What this task involves: Please restate the lines shown below exactly, every one of them.

Source material:
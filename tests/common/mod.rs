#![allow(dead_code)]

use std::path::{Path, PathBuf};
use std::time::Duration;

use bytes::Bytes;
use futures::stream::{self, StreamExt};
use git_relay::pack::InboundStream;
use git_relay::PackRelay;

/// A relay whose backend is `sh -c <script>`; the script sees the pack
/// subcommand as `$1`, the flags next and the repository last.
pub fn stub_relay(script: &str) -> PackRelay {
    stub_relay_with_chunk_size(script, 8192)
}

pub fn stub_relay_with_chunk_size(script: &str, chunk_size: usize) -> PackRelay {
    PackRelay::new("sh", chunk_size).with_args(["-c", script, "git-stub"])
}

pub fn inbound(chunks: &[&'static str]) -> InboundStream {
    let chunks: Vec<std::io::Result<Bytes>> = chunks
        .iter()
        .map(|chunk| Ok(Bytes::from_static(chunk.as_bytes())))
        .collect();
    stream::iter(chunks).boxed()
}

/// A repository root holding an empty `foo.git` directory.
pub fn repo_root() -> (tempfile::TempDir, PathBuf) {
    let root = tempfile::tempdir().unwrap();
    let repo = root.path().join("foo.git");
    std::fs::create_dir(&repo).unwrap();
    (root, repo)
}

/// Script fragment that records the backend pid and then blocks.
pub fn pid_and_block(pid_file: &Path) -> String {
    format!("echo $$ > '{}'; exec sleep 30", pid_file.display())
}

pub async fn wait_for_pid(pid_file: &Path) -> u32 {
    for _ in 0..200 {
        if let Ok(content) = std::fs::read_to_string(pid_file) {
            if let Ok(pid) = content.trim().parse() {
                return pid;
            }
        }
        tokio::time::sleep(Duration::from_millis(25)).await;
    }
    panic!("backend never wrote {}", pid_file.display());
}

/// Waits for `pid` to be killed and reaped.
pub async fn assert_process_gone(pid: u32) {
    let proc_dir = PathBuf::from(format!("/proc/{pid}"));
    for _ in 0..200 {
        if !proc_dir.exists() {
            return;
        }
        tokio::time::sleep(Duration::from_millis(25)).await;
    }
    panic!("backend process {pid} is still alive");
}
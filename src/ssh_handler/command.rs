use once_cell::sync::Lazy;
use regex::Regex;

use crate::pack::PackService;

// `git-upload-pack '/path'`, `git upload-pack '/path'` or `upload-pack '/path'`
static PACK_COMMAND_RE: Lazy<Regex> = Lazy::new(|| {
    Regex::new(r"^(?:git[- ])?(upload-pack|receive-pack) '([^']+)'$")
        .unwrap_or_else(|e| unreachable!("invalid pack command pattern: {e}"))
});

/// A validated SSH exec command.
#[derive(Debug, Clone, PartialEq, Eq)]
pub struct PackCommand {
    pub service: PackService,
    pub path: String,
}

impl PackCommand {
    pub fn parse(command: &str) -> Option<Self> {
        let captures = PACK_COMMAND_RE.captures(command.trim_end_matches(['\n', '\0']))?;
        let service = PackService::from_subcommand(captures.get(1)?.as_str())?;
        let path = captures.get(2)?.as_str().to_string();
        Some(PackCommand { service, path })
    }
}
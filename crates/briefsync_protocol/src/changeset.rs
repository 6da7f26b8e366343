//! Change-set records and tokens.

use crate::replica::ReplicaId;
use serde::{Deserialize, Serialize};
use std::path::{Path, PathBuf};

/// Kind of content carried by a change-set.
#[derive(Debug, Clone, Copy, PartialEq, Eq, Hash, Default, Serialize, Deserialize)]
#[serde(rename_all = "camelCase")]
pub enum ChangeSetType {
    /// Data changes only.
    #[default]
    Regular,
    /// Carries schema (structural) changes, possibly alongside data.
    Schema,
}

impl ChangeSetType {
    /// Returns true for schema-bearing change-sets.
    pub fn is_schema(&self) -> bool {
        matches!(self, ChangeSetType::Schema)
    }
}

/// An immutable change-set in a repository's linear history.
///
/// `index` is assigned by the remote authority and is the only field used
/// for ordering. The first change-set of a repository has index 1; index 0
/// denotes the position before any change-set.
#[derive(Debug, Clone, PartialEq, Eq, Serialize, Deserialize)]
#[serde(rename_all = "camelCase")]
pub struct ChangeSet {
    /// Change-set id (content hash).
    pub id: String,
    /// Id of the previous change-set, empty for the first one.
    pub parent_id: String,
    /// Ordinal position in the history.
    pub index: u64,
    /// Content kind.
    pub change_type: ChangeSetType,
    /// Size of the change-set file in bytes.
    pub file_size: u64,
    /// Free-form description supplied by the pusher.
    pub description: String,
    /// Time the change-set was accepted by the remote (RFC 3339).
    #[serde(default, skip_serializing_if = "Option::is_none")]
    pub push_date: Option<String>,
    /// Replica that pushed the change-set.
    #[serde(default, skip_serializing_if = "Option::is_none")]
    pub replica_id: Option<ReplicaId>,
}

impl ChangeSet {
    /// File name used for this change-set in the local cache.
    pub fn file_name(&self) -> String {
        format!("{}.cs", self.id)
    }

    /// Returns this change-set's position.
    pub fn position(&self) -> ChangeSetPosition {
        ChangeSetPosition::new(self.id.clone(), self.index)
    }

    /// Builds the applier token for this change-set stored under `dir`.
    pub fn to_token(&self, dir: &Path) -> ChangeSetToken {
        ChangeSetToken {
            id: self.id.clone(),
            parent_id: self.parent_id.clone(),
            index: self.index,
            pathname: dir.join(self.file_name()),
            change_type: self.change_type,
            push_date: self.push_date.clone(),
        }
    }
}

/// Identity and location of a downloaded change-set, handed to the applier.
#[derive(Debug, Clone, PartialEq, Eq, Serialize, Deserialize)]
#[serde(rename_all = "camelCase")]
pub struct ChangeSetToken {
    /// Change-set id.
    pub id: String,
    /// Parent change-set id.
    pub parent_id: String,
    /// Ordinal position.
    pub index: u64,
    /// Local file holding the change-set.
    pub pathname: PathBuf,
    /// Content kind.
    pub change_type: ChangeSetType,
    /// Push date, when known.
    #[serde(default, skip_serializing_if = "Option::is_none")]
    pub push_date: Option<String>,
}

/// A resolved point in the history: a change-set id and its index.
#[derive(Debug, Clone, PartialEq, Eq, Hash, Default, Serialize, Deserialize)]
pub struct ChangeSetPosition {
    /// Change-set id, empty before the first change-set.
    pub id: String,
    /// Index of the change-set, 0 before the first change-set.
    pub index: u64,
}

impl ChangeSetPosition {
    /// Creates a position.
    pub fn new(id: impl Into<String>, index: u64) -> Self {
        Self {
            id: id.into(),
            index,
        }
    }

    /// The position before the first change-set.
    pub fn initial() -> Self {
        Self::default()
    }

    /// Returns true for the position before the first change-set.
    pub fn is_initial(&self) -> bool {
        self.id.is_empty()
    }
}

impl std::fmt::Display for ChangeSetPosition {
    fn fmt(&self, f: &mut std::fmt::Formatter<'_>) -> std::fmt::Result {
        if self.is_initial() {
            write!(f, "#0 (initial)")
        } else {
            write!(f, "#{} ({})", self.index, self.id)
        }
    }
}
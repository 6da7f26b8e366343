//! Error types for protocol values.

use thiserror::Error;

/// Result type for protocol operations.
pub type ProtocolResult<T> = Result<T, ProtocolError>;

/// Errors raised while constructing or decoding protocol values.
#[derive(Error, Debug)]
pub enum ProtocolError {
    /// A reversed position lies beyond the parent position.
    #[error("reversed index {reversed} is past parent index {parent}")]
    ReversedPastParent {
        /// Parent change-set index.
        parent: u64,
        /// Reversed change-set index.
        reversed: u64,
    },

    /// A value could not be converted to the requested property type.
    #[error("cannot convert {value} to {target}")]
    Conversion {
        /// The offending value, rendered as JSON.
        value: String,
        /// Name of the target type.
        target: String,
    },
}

Written response:
filename tests/common/mod.rs
#![allow(dead_code)]

use std::path::{Path, PathBuf};
use std::time::Duration;

use bytes::Bytes;
use futures::stream::{self, StreamExt};
use git_relay::pack::InboundStream;
use git_relay::PackRelay;

/// A relay whose backend is `sh -c <script>`; the script sees the pack
/// subcommand as `$1`, the flags next and the repository last.
pub fn stub_relay(script: &str) -> PackRelay {
    stub_relay_with_chunk_size(script, 8192)
}

pub fn stub_relay_with_chunk_size(script: &str, chunk_size: usize) -> PackRelay {
    PackRelay::new("sh", chunk_size).with_args(["-c", script, "git-stub"])
}

pub fn inbound(chunks: &[&'static str]) -> InboundStream {
    let chunks: Vec<std::io::Result<Bytes>> = chunks
        .iter()
        .map(|chunk| Ok(Bytes::from_static(chunk.as_bytes())))
        .collect();
    stream::iter(chunks).boxed()
}

/// A repository root holding an empty `foo.git` directory.
pub fn repo_root() -> (tempfile::TempDir, PathBuf) {
    let root = tempfile::tempdir().unwrap();
    let repo = root.path().join("foo.git");
    std::fs::create_dir(&repo).unwrap();
    (root, repo)
}

/// Script fragment that records the backend pid and then blocks.
pub fn pid_and_block(pid_file: &Path) -> String {
    format!("echo $$ > '{}'; exec sleep 30", pid_file.display())
}

pub async fn wait_for_pid(pid_file: &Path) -> u32 {
    for _ in 0..200 {
        if let Ok(content) = std::fs::read_to_string(pid_file) {
            if let Ok(pid) = content.trim().parse() {
                return pid;
            }
        }
        tokio::time::sleep(Duration::from_millis(25)).await;
    }
    panic!("backend never wrote {}", pid_file.display());
}

/// Waits for `pid` to be killed and reaped.
pub async fn assert_process_gone(pid: u32) {
    let proc_dir = PathBuf::from(format!("/proc/{pid}"));
    for _ in 0..200 {
        if !proc_dir.exists() {
            return;
        }
        tokio::time::sleep(Duration::from_millis(25)).await;
    }
    panic!("backend process {pid} is still alive");
}
filename src/ssh_handler/command.rs
use once_cell::sync::Lazy;
use regex::Regex;

use crate::pack::PackService;

// `git-upload-pack '/path'`, `git upload-pack '/path'` or `upload-pack '/path'`
static PACK_COMMAND_RE: Lazy<Regex> = Lazy::new(|| {
    Regex::new(r"^(?:git[- ])?(upload-pack|receive-pack) '([^']+)'$")
        .unwrap_or_else(|e| unreachable!("invalid pack command pattern: {e}"))
});

/// A validated SSH exec command.
#[derive(Debug, Clone, PartialEq, Eq)]
pub struct PackCommand {
    pub service: PackService,
    pub path: String,
}

impl PackCommand {
    pub fn parse(command: &str) -> Option<Self> {
        let captures = PACK_COMMAND_RE.captures(command.trim_end_matches(['\n', '\0']))?;
        let service = PackService::from_subcommand(captures.get(1)?.as_str())?;
        let path = captures.get(2)?.as_str().to_string();
        Some(PackCommand { service, path })
    }
}
filename crates/briefsync_protocol/src/changeset.rs
repository 6da7f26b8e366343
//! Change-set records and tokens.

use crate::replica::ReplicaId;
use serde::{Deserialize, Serialize};
use std::path::{Path, PathBuf};

/// Kind of content carried by a change-set.
#[derive(Debug, Clone, Copy, PartialEq, Eq, Hash, Default, Serialize, Deserialize)]
#[serde(rename_all = "camelCase")]
pub enum ChangeSetType {
    /// Data changes only.
    #[default]
    Regular,
    /// Carries schema (structural) changes, possibly alongside data.
    Schema,
}

impl ChangeSetType {
    /// Returns true for schema-bearing change-sets.
    pub fn is_schema(&self) -> bool {
        matches!(self, ChangeSetType::Schema)
    }
}

/// An immutable change-set in a repository's linear history.
///
/// `index` is assigned by the remote authority and is the only field used
/// for ordering. The first change-set of a repository has index 1; index 0
/// denotes the position before any change-set.
#[derive(Debug, Clone, PartialEq, Eq, Serialize, Deserialize)]
#[serde(rename_all = "camelCase")]
pub struct ChangeSet {
    /// Change-set id (content hash).
    pub id: String,
    /// Id of the previous change-set, empty for the first one.
    pub parent_id: String,
    /// Ordinal position in the history.
    pub index: u64,
    /// Content kind.
    pub change_type: ChangeSetType,
    /// Size of the change-set file in bytes.
    pub file_size: u64,
    /// Free-form description supplied by the pusher.
    pub description: String,
    /// Time the change-set was accepted by the remote (RFC 3339).
    #[serde(default, skip_serializing_if = "Option::is_none")]
    pub push_date: Option<String>,
    /// Replica that pushed the change-set.
    #[serde(default, skip_serializing_if = "Option::is_none")]
    pub replica_id: Option<ReplicaId>,
}

impl ChangeSet {
    /// File name used for this change-set in the local cache.
    pub fn file_name(&self) -> String {
        format!("{}.cs", self.id)
    }

    /// Returns this change-set's position.
    pub fn position(&self) -> ChangeSetPosition {
        ChangeSetPosition::new(self.id.clone(), self.index)
    }

    /// Builds the applier token for this change-set stored under `dir`.
    pub fn to_token(&self, dir: &Path) -> ChangeSetToken {
        ChangeSetToken {
            id: self.id.clone(),
            parent_id: self.parent_id.clone(),
            index: self.index,
            pathname: dir.join(self.file_name()),
            change_type: self.change_type,
            push_date: self.push_date.clone(),
        }
    }
}

/// Identity and location of a downloaded change-set, handed to the applier.
#[derive(Debug, Clone, PartialEq, Eq, Serialize, Deserialize)]
#[serde(rename_all = "camelCase")]
pub struct ChangeSetToken {
    /// Change-set id.
    pub id: String,
    /// Parent change-set id.
    pub parent_id: String,
    /// Ordinal position.
    pub index: u64,
    /// Local file holding the change-set.
    pub pathname: PathBuf,
    /// Content kind.
    pub change_type: ChangeSetType,
    /// Push date, when known.
    #[serde(default, skip_serializing_if = "Option::is_none")]
    pub push_date: Option<String>,
}

/// A resolved point in the history: a change-set id and its index.
#[derive(Debug, Clone, PartialEq, Eq, Hash, Default, Serialize, Deserialize)]
pub struct ChangeSetPosition {
    /// Change-set id, empty before the first change-set.
    pub id: String,
    /// Index of the change-set, 0 before the first change-set.
    pub index: u64,
}

impl ChangeSetPosition {
    /// Creates a position.
    pub fn new(id: impl Into<String>, index: u64) -> Self {
        Self {
            id: id.into(),
            index,
        }
    }

    /// The position before the first change-set.
    pub fn initial() -> Self {
        Self::default()
    }

    /// Returns true for the position before the first change-set.
    pub fn is_initial(&self) -> bool {
        self.id.is_empty()
    }
}

impl std::fmt::Display for ChangeSetPosition {
    fn fmt(&self, f: &mut std::fmt::Formatter<'_>) -> std::fmt::Result {
        if self.is_initial() {
            write!(f, "#0 (initial)")
        } else {
            write!(f, "#{} ({})", self.index, self.id)
        }
    }
}
repository 6da7f26b8e366343
//! Error types for protocol values.

use thiserror::Error;

/// Result type for protocol operations.
pub type ProtocolResult<T> = Result<T, ProtocolError>;

/// Errors raised while constructing or decoding protocol values.
#[derive(Error, Debug)]
pub enum ProtocolError {
    /// A reversed position lies beyond the parent position.
    #[error("reversed index {reversed} is past parent index {parent}")]
    ReversedPastParent {
        /// Parent change-set index.
        parent: u64,
        /// Reversed change-set index.
        reversed: u64,
    },

    /// A value could not be converted to the requested property type.
    #[error("cannot convert {value} to {target}")]
    Conversion {
        /// The offending value, rendered as JSON.
        value: String,
        /// Name of the target type.
        target: String,
    },
}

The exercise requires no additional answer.